Acquiring toll phone or cellular records through deceptive business practices is considered illegal pretexting.
The FTC website provides some clarity and additional information to this interview:
It is illegal for anyone to use false, fictitious, or fraudulent statements or documents to get customer information from a financial institution or directly from a customer of a financial institution.
It is illegal for anyone to use forged, counterfeit, lost, or stolen documents to get customer information from a financial institution or directly from a customer of a financial institution.
It is illegal for anyone to ask another person to get someone else’s customer information using false, fictitious, or fraudulent statements or using false, fictitious, or fraudulent documents, or forged, counterfeit, lost, or stolen documents.
Although the FTC’s focus is on financial institutions, the guidelines outlined are a reminder of what is considered illegal in the United States. Looking into their local laws and making sure they are not breaking those laws is a good idea for professional social engineers. In 2006, the Federal Trade Commission moved to expand Section 5 of the FTC Act to specifically include a law banning the use of pretexting to retrieve telephone records.
HP’s pretexting situation ended in one of the private investigators being charged with conspiracy and federal identity theft—very serious charges.
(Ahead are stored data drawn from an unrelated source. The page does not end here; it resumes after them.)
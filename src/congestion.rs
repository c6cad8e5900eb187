use std::time::Duration;

use crate::config::RakUdpConfig;

/// smoothing factor for the RTT estimate
const RTT_ALPHA: f64 = 0.125;
/// smoothing factor for the RTT variance estimate
const RTT_BETA: f64 = 0.25;

/// RTT estimation and retransmission timeout calculation.
///
/// Both estimates are exponential weighted moving averages over RTT samples, and the
///  retransmission timeout is the usual `SRTT + 4 * RTTVAR`, clamped into a configured
///  range so a single outlier sample can neither stall retransmission nor cause a
///  retransmit storm.
///
/// Callers must feed in samples only for datagrams that were never retransmitted
///  (Karn's algorithm) - an ACK for a retransmitted datagram is ambiguous about which
///  transmission it answers.
pub struct CongestionController {
    srtt: f64,
    rtt_var: f64,
    has_sample: bool,
    min_rto: Duration,
    max_rto: Duration,
}

impl CongestionController {
    pub fn new(config: &RakUdpConfig) -> CongestionController {
        CongestionController {
            srtt: 0.1,
            rtt_var: 0.05,
            has_sample: false,
            min_rto: config.min_rto,
            max_rto: config.max_rto,
        }
    }

    pub fn on_rtt_sample(&mut self, sample: Duration) {
        let sample = sample.as_secs_f64();
        if !self.has_sample {
            // the first sample replaces the built-in guess entirely
            self.srtt = sample;
            self.rtt_var = sample / 2.0;
            self.has_sample = true;
            return;
        }

        self.rtt_var = (1.0 - RTT_BETA) * self.rtt_var + RTT_BETA * (self.srtt - sample).abs();
        self.srtt = (1.0 - RTT_ALPHA) * self.srtt + RTT_ALPHA * sample;
    }

    pub fn round_trip_time(&self) -> Duration {
        Duration::from_secs_f64(self.srtt)
    }

    /// retransmission timeout for a datagram's first retransmission; each further
    ///  retransmission of the same datagram doubles it (capped at the configured maximum)
    pub fn rto(&self, num_resends: u32) -> Duration {
        let base = Duration::from_secs_f64(self.srtt + 4.0 * self.rtt_var);
        let backed_off = base.saturating_mul(1u32 << num_resends.min(16));
        backed_off.clamp(self.min_rto, self.max_rto)
    }
}
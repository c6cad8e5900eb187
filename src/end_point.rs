use std::net::{IpAddr, SocketAddr};
use std::sync::Arc;
use std::time::{Duration, Instant};

use anyhow::bail;
use bytes::Bytes;
use rustc_hash::FxHashMap;
use tokio::net::UdpSocket;
use tokio::select;
use tokio::sync::RwLock;
use tokio::time::interval;
use tracing::{debug, error, info, trace, warn};

use crate::config::RakUdpConfig;
use crate::disconnect::{ConnectionState, DisconnectReason};
use crate::message_dispatcher::MessageDispatcher;
use crate::send_pipeline::SendPipeline;
use crate::session::Session;
use crate::wire::Datagram;

/// how often the session map is swept for sessions that closed themselves, e.g. on
///  idle timeout in their own housekeeping loop
const SESSION_SWEEP_INTERVAL: Duration = Duration::from_millis(250);

/// EndPoint is the place where all other parts of the protocol come together: It listens on a
///  UdpSocket, dispatching incoming datagrams to their peers' sessions, and has an API for
///  application code to open connections.
pub struct EndPoint {
    receive_socket: Arc<UdpSocket>,
    send_pipeline: Arc<SendPipeline>,
    sessions: RwLock<FxHashMap<SocketAddr, Arc<Session>>>,
    /// most recent connection attempt per remote IP, for the reconnect cooldown
    recent_attempts: RwLock<FxHashMap<IpAddr, Instant>>,
    message_dispatcher: Arc<dyn MessageDispatcher>,
    config: Arc<RakUdpConfig>,
    /// whether unknown peers may open sessions by sending traffic
    accept_incoming: bool,
}

impl EndPoint {
    pub async fn new(
        bind_addr: SocketAddr,
        accept_incoming: bool,
        message_dispatcher: Arc<dyn MessageDispatcher>,
        config: Arc<RakUdpConfig>,
    ) -> anyhow::Result<EndPoint> {
        config.validate()?;

        let receive_socket = Arc::new(UdpSocket::bind(bind_addr).await?);
        info!("bound receive socket to {:?}", receive_socket.local_addr()?);

        Ok(EndPoint {
            send_pipeline: Arc::new(SendPipeline::new(Arc::new(receive_socket.clone()))),
            receive_socket,
            sessions: RwLock::new(FxHashMap::default()),
            recent_attempts: RwLock::new(FxHashMap::default()),
            message_dispatcher,
            config,
            accept_incoming,
        })
    }

    pub fn self_addr(&self) -> SocketAddr {
        self.receive_socket.local_addr()
            .expect("UdpSocket should have an initialized local addr")
    }

    /// Opens a session to a peer. The connection is established lazily: it completes
    ///  with the first inbound traffic from the peer.
    pub async fn connect(&self, peer_addr: SocketAddr) -> anyhow::Result<Arc<Session>> {
        let mut sessions = self.sessions.write().await;
        if sessions.contains_key(&peer_addr) {
            bail!("already connected to {:?}", peer_addr);
        }

        debug!("initializing session for {:?}", peer_addr);
        let session = self.new_session(peer_addr);
        sessions.insert(peer_addr, session.clone());
        Ok(session)
    }

    pub async fn get_session(&self, peer_addr: SocketAddr) -> Option<Arc<Session>> {
        self.sessions.read().await.get(&peer_addr).cloned()
    }

    /// closes all sessions, notifying each peer's dispatcher
    pub async fn shut_down(&self) {
        let sessions = std::mem::take(&mut *self.sessions.write().await);
        for session in sessions.values() {
            session.disconnect(DisconnectReason::ShuttingDown).await;
        }
    }

    fn new_session(&self, peer_addr: SocketAddr) -> Arc<Session> {
        let mut session = Session::new(
            self.config.clone(),
            peer_addr,
            self.send_pipeline.clone(),
            self.message_dispatcher.clone(),
        );
        session.spawn_active_loop();
        Arc::new(session)
    }

    pub async fn recv_loop(&self) {
        info!("starting receive loop");

        let mut buf = vec![0u8; 64 * 1024];
        let mut sweep_interval = interval(SESSION_SWEEP_INTERVAL);
        loop {
            select! {
                received = self.receive_socket.recv_from(&mut buf) => {
                    match received {
                        Ok((num_read, from)) => self.on_received(&buf[..num_read], from).await,
                        Err(e) => error!("socket error: {}", e),
                    }
                }
                _ = sweep_interval.tick() => {
                    self.remove_closed_sessions().await;
                }
            }
        }
    }

    async fn on_received(&self, raw: &[u8], from: SocketAddr) {
        trace!("received datagram from {:?}: {} bytes", from, raw.len());

        let datagram = match Datagram::deser(Bytes::copy_from_slice(raw)) {
            Ok(datagram) => datagram,
            Err(e) => {
                // a malformed datagram from a connected peer voids trust in the
                //  rest of its stream
                warn!("received unparseable datagram from {:?}: {}", from, e);
                if let Some(session) = self.sessions.write().await.remove(&from) {
                    session.disconnect(DisconnectReason::BadPacket).await;
                }
                return;
            }
        };

        let session = match self.get_session(from).await {
            Some(session) => session,
            None => match self.accept_session(from).await {
                Some(session) => session,
                None => return,
            },
        };

        session.on_datagram(datagram).await;

        if session.connection_state().await == ConnectionState::Closed {
            self.sessions.write().await.remove(&from);
        }
    }

    /// Sessions close themselves on idle timeout without any further datagram
    ///  arriving, so the map is swept periodically - otherwise a dead session would
    ///  count against the connection limit indefinitely.
    async fn remove_closed_sessions(&self) {
        let mut closed = Vec::new();
        for (addr, session) in self.sessions.read().await.iter() {
            if session.connection_state().await == ConnectionState::Closed {
                closed.push(*addr);
            }
        }

        if !closed.is_empty() {
            let mut sessions = self.sessions.write().await;
            for addr in &closed {
                debug!("removing closed session with {:?}", addr);
                sessions.remove(addr);
            }
        }
    }

    /// Applies the incoming-connection policies to an unknown sender, creating a
    ///  session if it is admitted. Rejections are reported through the dispatcher
    ///  with the policy's reason.
    async fn accept_session(&self, from: SocketAddr) -> Option<Arc<Session>> {
        if !self.accept_incoming {
            debug!("datagram from unknown peer {:?}, not accepting incoming connections - dropping", from);
            return None;
        }

        if self.sessions.read().await.len() >= self.config.max_incoming_connections {
            debug!("rejecting connection from {:?}: connection limit reached", from);
            self.message_dispatcher
                .on_disconnect(from, DisconnectReason::NoFreeIncomingConnections).await;
            return None;
        }

        if let Some(cooldown) = self.config.incoming_connection_cooldown {
            let mut recent_attempts = self.recent_attempts.write().await;
            let now = Instant::now();
            recent_attempts.retain(|_, at| now.saturating_duration_since(*at) < cooldown);

            if recent_attempts.insert(from.ip(), now).is_some() {
                debug!("rejecting connection from {:?}: same IP connected {:?} ago", from, cooldown);
                self.message_dispatcher
                    .on_disconnect(from, DisconnectReason::IpRecentlyConnected).await;
                return None;
            }
        }

        debug!("initializing session for incoming connection from {:?}", from);
        let session = self.new_session(from);
        self.sessions.write().await.insert(from, session.clone());
        Some(session)
    }
}
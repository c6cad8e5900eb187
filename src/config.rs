use std::time::Duration;

use anyhow::bail;

/// Number of independent ordering / sequencing channels per peer, fixed by the
///  protocol. Channel ids on the send side are taken modulo this.
pub const NUM_ORDERING_CHANNELS: u8 = 32;

#[derive(Clone, Debug)]
pub struct RakUdpConfig {
    /// This is the UDP payload size the protocol assumes end-to-end: datagrams are
    ///  never bigger than this, and messages that do not fit are split into fragments
    ///  that do.
    ///
    /// In an ideal world, we would discover the path MTU, but there is some uncertainty
    ///  involved (e.g. optional IP headers that may be introduced by some network
    ///  hardware), so the responsibility for choosing a size that all routes support
    ///  is left with the application.
    ///
    /// With full Ethernet frames and no optional IP headers, this is `1500 - 20 - 8 = 1472`
    ///  for IPV4. Choosing this value too big causes datagrams to be silently dropped
    ///  by the network; choosing it too small wastes bandwidth on header overhead.
    pub payload_size_inside_udp: usize,

    /// Interval of the per-peer housekeeping loop that drives retransmission and
    ///  NACK emission. Retransmission timing granularity is bounded by this.
    pub tick_interval: Duration,

    /// A peer that has not sent anything for this long is considered dead and its
    ///  session is closed with `DisconnectReason::TimedOut`.
    pub idle_timeout: Duration,

    /// Outbound messages that cannot be sent right away wait in the per-peer weighted
    ///  send queue. If the queue grows beyond this many messages the session is closed
    ///  with `DisconnectReason::QueueTooLong` - a peer that slow is not worth buffering
    ///  unbounded amounts of memory for.
    pub max_send_queue_len: usize,

    /// Upper bound on concurrently reassembling split messages per peer. A peer that
    ///  exceeds it is disconnected with `DisconnectReason::BadPacket`.
    pub max_outstanding_splits: usize,

    /// Upper bound on the number of fragments a single split message may declare.
    ///  Together with `payload_size_inside_udp` this bounds the size of a reassembled
    ///  message. A fragment count above this closes the session with
    ///  `DisconnectReason::BadPacket`.
    pub max_fragment_count: usize,

    /// Number of out-of-order messages buffered per ordering channel while waiting
    ///  for a gap to fill. An ordered message further ahead than this closes the
    ///  session with `DisconnectReason::BadPacket`.
    pub ordering_window_size: usize,

    /// Size of the ring tracking unacknowledged sent datagrams, and of the receive-side
    ///  duplicate detection window. Rounded up to a power of two.
    pub reliability_window_size: usize,

    /// Retransmission timeout bounds - the RTT estimator's result is clamped into
    ///  this range.
    pub min_rto: Duration,
    pub max_rto: Duration,

    /// A reliable datagram is retransmitted at most this many times before the
    ///  session is closed with `DisconnectReason::TimedOut`.
    pub max_resends: u32,

    /// Accepting side only: maximum number of concurrently connected peers. Further
    ///  connection attempts are rejected with `DisconnectReason::NoFreeIncomingConnections`.
    pub max_incoming_connections: usize,

    /// Accepting side only: minimum time between two connection attempts from the
    ///  same IP address. Attempts inside the window are rejected with
    ///  `DisconnectReason::IpRecentlyConnected`. `None` disables the check.
    pub incoming_connection_cooldown: Option<Duration>,
}

impl RakUdpConfig {
    /// defaults for ipv4 with end-to-end full Ethernet MTU, no optional headers
    pub fn default_ipv4() -> RakUdpConfig {
        RakUdpConfig {
            payload_size_inside_udp: 1472,
            tick_interval: Duration::from_millis(10),
            idle_timeout: Duration::from_secs(10),
            max_send_queue_len: 1024,
            max_outstanding_splits: 64,
            max_fragment_count: 512,
            ordering_window_size: 512,
            reliability_window_size: 2048,
            min_rto: Duration::from_millis(50),
            max_rto: Duration::from_secs(2),
            max_resends: 12,
            max_incoming_connections: 1024,
            incoming_connection_cooldown: Some(Duration::from_millis(100)),
        }
    }

    pub fn validate(&self) -> anyhow::Result<()> {
        if self.payload_size_inside_udp < 100 {
            bail!("UDP payload size is too small");
        }
        if self.max_fragment_count == 0 || self.max_fragment_count > u16::MAX as usize {
            bail!("max fragment count must fit the protocol's u16 fragment counter");
        }
        if self.max_outstanding_splits == 0 {
            bail!("at least one outstanding split must be allowed");
        }
        if self.reliability_window_size == 0 {
            bail!("reliability window must not be empty");
        }
        if self.min_rto > self.max_rto {
            bail!("min RTO exceeds max RTO");
        }
        if self.tick_interval.is_zero() {
            bail!("tick interval must not be zero");
        }
        Ok(())
    }
}
use crate::seq::SequenceNumber;

/// Fixed-capacity circular slot array addressed by sequence number, used to track
///  recently-sent reliable datagrams so ACK/NACK processing can find them in O(1).
///
/// The capacity is rounded up to a power of two and addressing is `sequence & mask`,
///  so the array holds a bounded history: overwriting a slot means the datagram that
///  occupied it is presumed lost and no longer tracked. Each slot stores the full
///  sequence number alongside the value, which makes lookups and removals conditional -
///  a slot that has been recycled for a newer sequence number no longer answers for
///  the old one.
pub struct SlotRing<T> {
    slots: Vec<Option<(SequenceNumber, T)>>,
    mask: u32,
}

impl<T> SlotRing<T> {
    pub fn new(capacity: usize) -> SlotRing<T> {
        let capacity = capacity.next_power_of_two().max(2);
        let mut slots = Vec::with_capacity(capacity);
        slots.resize_with(capacity, || None);
        SlotRing {
            slots,
            mask: (capacity - 1) as u32,
        }
    }

    pub fn capacity(&self) -> usize {
        self.slots.len()
    }

    fn index(&self, sequence_number: SequenceNumber) -> usize {
        (sequence_number.to_raw() & self.mask) as usize
    }

    pub fn get(&self, sequence_number: SequenceNumber) -> Option<&T> {
        match &self.slots[self.index(sequence_number)] {
            Some((stored, value)) if *stored == sequence_number => Some(value),
            _ => None,
        }
    }

    pub fn get_mut(&mut self, sequence_number: SequenceNumber) -> Option<&mut T> {
        let idx = self.index(sequence_number);
        match &mut self.slots[idx] {
            Some((stored, value)) if *stored == sequence_number => Some(value),
            _ => None,
        }
    }

    /// stores a value, releasing (returning) whatever occupied the slot before
    pub fn set(&mut self, sequence_number: SequenceNumber, value: T) -> Option<T> {
        let idx = self.index(sequence_number);
        self.slots[idx]
            .replace((sequence_number, value))
            .map(|(_, old)| old)
    }

    /// Conditional delete: clears the slot only if it still holds the given sequence
    ///  number. Returns `None` if the slot is empty or has been recycled for a newer
    ///  sequence number in the meantime.
    pub fn remove(&mut self, sequence_number: SequenceNumber) -> Option<T> {
        let idx = self.index(sequence_number);
        match &self.slots[idx] {
            Some((stored, _)) if *stored == sequence_number => {
                self.slots[idx].take().map(|(_, value)| value)
            }
            _ => None,
        }
    }

    pub fn drain(&mut self) -> impl Iterator<Item = T> + '_ {
        self.slots.iter_mut()
            .filter_map(|slot| slot.take().map(|(_, value)| value))
    }
}
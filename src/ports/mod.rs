//! Ports - Interfaces for external dependencies.
//!
//! Following hexagonal architecture, ports define the contracts between
//! the domain and the outside world. Adapters implement these ports.
//!
//! ## Dialogue Ports
//!
//! - `ModelBackend` - Chat completion with tool calling
//! - `ConversationStore` - Per-conversation interview state
//! - `ConfigSource` - Runtime-editable fields, prompt and tracks
//!
//! ## Handoff Ports
//!
//! - `TaskQueue` - Out-of-band job execution with retries
//! - `DocumentStore` - Attachments and generated documents
//! - `RecordSink` - External CRM
//! - `TrackCatalog` - Track labels for the periodic refresh
//! - `ChatNotifier` - Document delivery back to the user

mod chat_notifier;
mod config_source;
mod conversation_store;
mod document_store;
mod model_backend;
mod record_sink;
mod task_queue;
mod track_catalog;

pub use chat_notifier::ChatNotifier;
pub use config_source::ConfigSource;
pub use conversation_store::{ConversationStore, StoreError};
pub use document_store::{DocumentStore, DocumentStoreError, StoredDocument};
pub use model_backend::{
    ModelBackend, ModelError, ModelOutcome, ModelReply, ModelRequest, TokenUsage, ToolChoice,
};
pub use record_sink::{RecordSink, SinkError};
pub use task_queue::{JobError, JobHandler, QueueError, TaskQueue};
pub use track_catalog::TrackCatalog;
Keeping pretexting legal will entail some research on the part of the professional social engineer as well as a clearly defined and signed-off plan of what pretexts, if any, will be used.
Despite the legal matters mentioned earlier, using a solid pretext is one of the quickest ways into a company. Pretexting is a talent all its own and, as you can see from this chapter, is not simply putting on a wig or a pair of fake glasses and pretending you are someone you are not.
Additional Pretexting Tools
Other tools exist that can enhance a pretext.
Props can go a long way in convincing a target of the reality of your pretext; for example, magnetic signs for your vehicle, matching uniforms or outfits, tools or other carry-ons, and the most important—a business card.
The power of the business card hit me when I was recently flying to Las Vegas on business. My laptop bag usually gets scanned, rescanned, then swabbed for bomb dust or whatever. I am one of those guys who doesn’t really mind the extra security precautions because they keep me from blowing up in the air, and I am happy with that.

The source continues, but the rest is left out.